TASK ITEM:
Reproduce the complete set of records, exactly as they appear.

EXERCISE INPUTS:
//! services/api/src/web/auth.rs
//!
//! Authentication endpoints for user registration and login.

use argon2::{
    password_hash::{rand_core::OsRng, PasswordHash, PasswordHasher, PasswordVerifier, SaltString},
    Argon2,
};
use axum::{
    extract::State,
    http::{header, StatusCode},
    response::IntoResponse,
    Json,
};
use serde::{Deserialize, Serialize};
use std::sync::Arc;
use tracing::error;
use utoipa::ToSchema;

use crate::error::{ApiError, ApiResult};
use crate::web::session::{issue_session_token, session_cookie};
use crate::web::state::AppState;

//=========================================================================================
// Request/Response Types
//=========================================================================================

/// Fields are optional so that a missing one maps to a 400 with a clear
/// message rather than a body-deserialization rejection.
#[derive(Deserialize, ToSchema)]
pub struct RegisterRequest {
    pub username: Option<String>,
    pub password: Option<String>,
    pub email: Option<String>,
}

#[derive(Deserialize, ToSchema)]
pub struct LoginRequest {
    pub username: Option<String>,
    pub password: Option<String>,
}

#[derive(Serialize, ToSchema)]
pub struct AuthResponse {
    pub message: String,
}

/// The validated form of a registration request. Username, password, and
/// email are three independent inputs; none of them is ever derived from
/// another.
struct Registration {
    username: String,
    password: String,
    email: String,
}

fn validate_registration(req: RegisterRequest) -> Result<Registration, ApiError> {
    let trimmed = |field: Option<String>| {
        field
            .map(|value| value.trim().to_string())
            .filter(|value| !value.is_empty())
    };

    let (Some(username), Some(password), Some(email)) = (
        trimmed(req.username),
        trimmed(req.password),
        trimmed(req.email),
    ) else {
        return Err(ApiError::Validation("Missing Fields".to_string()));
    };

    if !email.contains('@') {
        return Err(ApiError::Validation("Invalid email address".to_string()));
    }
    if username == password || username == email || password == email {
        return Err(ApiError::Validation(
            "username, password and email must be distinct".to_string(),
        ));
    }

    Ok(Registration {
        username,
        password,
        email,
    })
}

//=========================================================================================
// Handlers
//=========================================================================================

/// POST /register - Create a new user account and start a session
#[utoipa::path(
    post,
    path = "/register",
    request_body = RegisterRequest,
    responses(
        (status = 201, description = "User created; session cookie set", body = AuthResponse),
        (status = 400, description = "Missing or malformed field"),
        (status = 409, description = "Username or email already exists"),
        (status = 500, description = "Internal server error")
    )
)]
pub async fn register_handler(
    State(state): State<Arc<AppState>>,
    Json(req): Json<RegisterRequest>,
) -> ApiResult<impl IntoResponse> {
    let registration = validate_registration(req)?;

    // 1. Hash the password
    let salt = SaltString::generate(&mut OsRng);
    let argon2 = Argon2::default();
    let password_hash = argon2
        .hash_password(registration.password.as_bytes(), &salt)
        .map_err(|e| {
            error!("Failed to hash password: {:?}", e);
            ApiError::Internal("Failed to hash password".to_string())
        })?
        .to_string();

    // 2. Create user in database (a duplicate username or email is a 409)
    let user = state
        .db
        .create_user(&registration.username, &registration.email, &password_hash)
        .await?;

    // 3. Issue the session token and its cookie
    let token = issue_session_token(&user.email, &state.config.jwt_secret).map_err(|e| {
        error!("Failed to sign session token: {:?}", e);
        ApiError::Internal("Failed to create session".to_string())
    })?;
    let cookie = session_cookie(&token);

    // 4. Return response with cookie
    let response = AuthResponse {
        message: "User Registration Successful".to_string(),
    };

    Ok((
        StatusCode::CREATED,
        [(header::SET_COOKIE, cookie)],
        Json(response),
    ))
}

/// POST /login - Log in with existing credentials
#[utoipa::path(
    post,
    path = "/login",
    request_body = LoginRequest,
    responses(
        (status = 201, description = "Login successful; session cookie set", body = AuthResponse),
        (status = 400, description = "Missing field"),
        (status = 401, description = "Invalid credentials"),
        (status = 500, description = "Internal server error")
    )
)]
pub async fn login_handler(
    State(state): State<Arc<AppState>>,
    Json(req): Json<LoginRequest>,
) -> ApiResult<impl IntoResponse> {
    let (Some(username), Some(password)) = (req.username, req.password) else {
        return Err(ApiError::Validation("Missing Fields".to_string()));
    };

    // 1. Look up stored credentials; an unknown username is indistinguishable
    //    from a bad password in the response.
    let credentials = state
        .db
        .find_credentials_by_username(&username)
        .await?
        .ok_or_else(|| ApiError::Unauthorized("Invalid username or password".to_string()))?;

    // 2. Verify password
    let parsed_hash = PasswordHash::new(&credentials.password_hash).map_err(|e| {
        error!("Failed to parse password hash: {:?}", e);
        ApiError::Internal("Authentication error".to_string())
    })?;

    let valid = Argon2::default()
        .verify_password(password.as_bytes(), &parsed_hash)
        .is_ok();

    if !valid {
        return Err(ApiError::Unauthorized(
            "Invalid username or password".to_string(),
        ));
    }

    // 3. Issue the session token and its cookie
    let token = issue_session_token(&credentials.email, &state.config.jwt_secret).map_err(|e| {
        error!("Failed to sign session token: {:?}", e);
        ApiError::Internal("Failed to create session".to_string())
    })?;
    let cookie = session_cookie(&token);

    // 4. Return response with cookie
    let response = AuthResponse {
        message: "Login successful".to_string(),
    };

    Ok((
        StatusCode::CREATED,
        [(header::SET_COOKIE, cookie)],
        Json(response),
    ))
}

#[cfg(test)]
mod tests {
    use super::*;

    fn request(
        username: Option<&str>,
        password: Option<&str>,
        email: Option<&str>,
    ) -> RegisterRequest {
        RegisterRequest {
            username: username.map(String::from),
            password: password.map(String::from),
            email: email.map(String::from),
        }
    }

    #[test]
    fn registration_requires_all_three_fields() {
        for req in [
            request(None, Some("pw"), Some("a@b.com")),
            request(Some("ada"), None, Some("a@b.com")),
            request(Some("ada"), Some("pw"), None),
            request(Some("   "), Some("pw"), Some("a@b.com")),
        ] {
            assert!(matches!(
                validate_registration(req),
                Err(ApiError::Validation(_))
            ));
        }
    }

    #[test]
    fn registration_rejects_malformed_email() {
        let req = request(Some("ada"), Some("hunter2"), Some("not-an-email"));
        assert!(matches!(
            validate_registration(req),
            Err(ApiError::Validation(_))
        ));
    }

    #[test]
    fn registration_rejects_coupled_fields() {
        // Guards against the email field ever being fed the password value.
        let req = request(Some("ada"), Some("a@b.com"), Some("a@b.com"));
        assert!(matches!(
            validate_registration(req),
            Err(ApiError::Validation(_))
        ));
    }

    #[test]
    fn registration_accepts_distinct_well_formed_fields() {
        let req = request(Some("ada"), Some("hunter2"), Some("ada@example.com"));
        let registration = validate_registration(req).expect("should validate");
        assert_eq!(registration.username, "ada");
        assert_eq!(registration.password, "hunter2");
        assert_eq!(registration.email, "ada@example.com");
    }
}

SOLVED PROBLEM:
//! services/api/src/web/auth.rs
//!
//! Authentication endpoints for user registration and login.

use argon2::{
    password_hash::{rand_core::OsRng, PasswordHash, PasswordHasher, PasswordVerifier, SaltString},
    Argon2,
};
use axum::{
    extract::State,
    http::{header, StatusCode},
    response::IntoResponse,
    Json,
};
use serde::{Deserialize, Serialize};
use std::sync::Arc;
use tracing::error;
use utoipa::ToSchema;

use crate::error::{ApiError, ApiResult};
use crate::web::session::{issue_session_token, session_cookie};
use crate::web::state::AppState;

//=========================================================================================
// Request/Response Types
//=========================================================================================

/// Fields are optional so that a missing one maps to a 400 with a clear
/// message rather than a body-deserialization rejection.
#[derive(Deserialize, ToSchema)]
pub struct RegisterRequest {
    pub username: Option<String>,
    pub password: Option<String>,
    pub email: Option<String>,
}

#[derive(Deserialize, ToSchema)]
pub struct LoginRequest {
    pub username: Option<String>,
    pub password: Option<String>,
}

#[derive(Serialize, ToSchema)]
pub struct AuthResponse {
    pub message: String,
}

/// The validated form of a registration request. Username, password, and
/// email are three independent inputs; none of them is ever derived from
/// another.
struct Registration {
    username: String,
    password: String,
    email: String,
}

fn validate_registration(req: RegisterRequest) -> Result<Registration, ApiError> {
    let trimmed = |field: Option<String>| {
        field
            .map(|value| value.trim().to_string())
            .filter(|value| !value.is_empty())
    };

    let (Some(username), Some(password), Some(email)) = (
        trimmed(req.username),
        trimmed(req.password),
        trimmed(req.email),
    ) else {
        return Err(ApiError::Validation("Missing Fields".to_string()));
    };

    if !email.contains('@') {
        return Err(ApiError::Validation("Invalid email address".to_string()));
    }
    if username == password || username == email || password == email {
        return Err(ApiError::Validation(
            "username, password and email must be distinct".to_string(),
        ));
    }

    Ok(Registration {
        username,
        password,
        email,
    })
}

//=========================================================================================
// Handlers
//=========================================================================================

/// POST /register - Create a new user account and start a session
#[utoipa::path(
    post,
    path = "/register",
    request_body = RegisterRequest,
    responses(
        (status = 201, description = "User created; session cookie set", body = AuthResponse),
        (status = 400, description = "Missing or malformed field"),
        (status = 409, description = "Username or email already exists"),
        (status = 500, description = "Internal server error")
    )
)]
pub async fn register_handler(
    State(state): State<Arc<AppState>>,
    Json(req): Json<RegisterRequest>,
) -> ApiResult<impl IntoResponse> {
    let registration = validate_registration(req)?;

    // 1. Hash the password
    let salt = SaltString::generate(&mut OsRng);
    let argon2 = Argon2::default();
    let password_hash = argon2
        .hash_password(registration.password.as_bytes(), &salt)
        .map_err(|e| {
            error!("Failed to hash password: {:?}", e);
            ApiError::Internal("Failed to hash password".to_string())
        })?
        .to_string();

    // 2. Create user in database (a duplicate username or email is a 409)
    let user = state
        .db
        .create_user(&registration.username, &registration.email, &password_hash)
        .await?;

    // 3. Issue the session token and its cookie
    let token = issue_session_token(&user.email, &state.config.jwt_secret).map_err(|e| {
        error!("Failed to sign session token: {:?}", e);
        ApiError::Internal("Failed to create session".to_string())
    })?;
    let cookie = session_cookie(&token);

    // 4. Return response with cookie
    let response = AuthResponse {
        message: "User Registration Successful".to_string(),
    };

    Ok((
        StatusCode::CREATED,
        [(header::SET_COOKIE, cookie)],
        Json(response),
    ))
}

/// POST /login - Log in with existing credentials
#[utoipa::path(
    post,
    path = "/login",
    request_body = LoginRequest,
    responses(
        (status = 201, description = "Login successful; session cookie set", body = AuthResponse),
        (status = 400, description = "Missing field"),
        (status = 401, description = "Invalid credentials"),
        (status = 500, description = "Internal server error")
    )
)]
pub async fn login_handler(
    State(state): State<Arc<AppState>>,
    Json(req): Json<LoginRequest>,
) -> ApiResult<impl IntoResponse> {
    let (Some(username), Some(password)) = (req.username, req.password) else {
        return Err(ApiError::Validation("Missing Fields".to_string()));
    };

    // 1. Look up stored credentials; an unknown username is indistinguishable
    //    from a bad password in the response.
    let credentials = state
        .db
        .find_credentials_by_username(&username)
        .await?
        .ok_or_else(|| ApiError::Unauthorized("Invalid username or password".to_string()))?;

    // 2. Verify password
    let parsed_hash = PasswordHash::new(&credentials.password_hash).map_err(|e| {
        error!("Failed to parse password hash: {:?}", e);
        ApiError::Internal("Authentication error".to_string())
    })?;

    let valid = Argon2::default()
        .verify_password(password.as_bytes(), &parsed_hash)
        .is_ok();

    if !valid {
        return Err(ApiError::Unauthorized(
            "Invalid username or password".to_string(),
        ));
    }

    // 3. Issue the session token and its cookie
    let token = issue_session_token(&credentials.email, &state.config.jwt_secret).map_err(|e| {
        error!("Failed to sign session token: {:?}", e);
        ApiError::Internal("Failed to create session".to_string())
    })?;
    let cookie = session_cookie(&token);

    // 4. Return response with cookie
    let response = AuthResponse {
        message: "Login successful".to_string(),
    };

    Ok((
        StatusCode::CREATED,
        [(header::SET_COOKIE, cookie)],
        Json(response),
    ))
}

#[cfg(test)]
mod tests {
    use super::*;

    fn request(
        username: Option<&str>,
        password: Option<&str>,
        email: Option<&str>,
    ) -> RegisterRequest {
        RegisterRequest {
            username: username.map(String::from),
            password: password.map(String::from),
            email: email.map(String::from),
        }
    }

    #[test]
    fn registration_requires_all_three_fields() {
        for req in [
            request(None, Some("pw"), Some("a@b.com")),
            request(Some("ada"), None, Some("a@b.com")),
            request(Some("ada"), Some("pw"), None),
            request(Some("   "), Some("pw"), Some("a@b.com")),
        ] {
            assert!(matches!(
                validate_registration(req),
                Err(ApiError::Validation(_))
            ));
        }
    }

    #[test]
    fn registration_rejects_malformed_email() {
        let req = request(Some("ada"), Some("hunter2"), Some("not-an-email"));
        assert!(matches!(
            validate_registration(req),
            Err(ApiError::Validation(_))
        ));
    }

    #[test]
    fn registration_rejects_coupled_fields() {
        // Guards against the email field ever being fed the password value.
        let req = request(Some("ada"), Some("a@b.com"), Some("a@b.com"));
        assert!(matches!(
            validate_registration(req),
            Err(ApiError::Validation(_))
        ));
    }

    #[test]
    fn registration_accepts_distinct_well_formed_fields() {
        let req = request(Some("ada"), Some("hunter2"), Some("ada@example.com"));
        let registration = validate_registration(req).expect("should validate");
        assert_eq!(registration.username, "ada");
        assert_eq!(registration.password, "hunter2");
        assert_eq!(registration.email, "ada@example.com");
    }
}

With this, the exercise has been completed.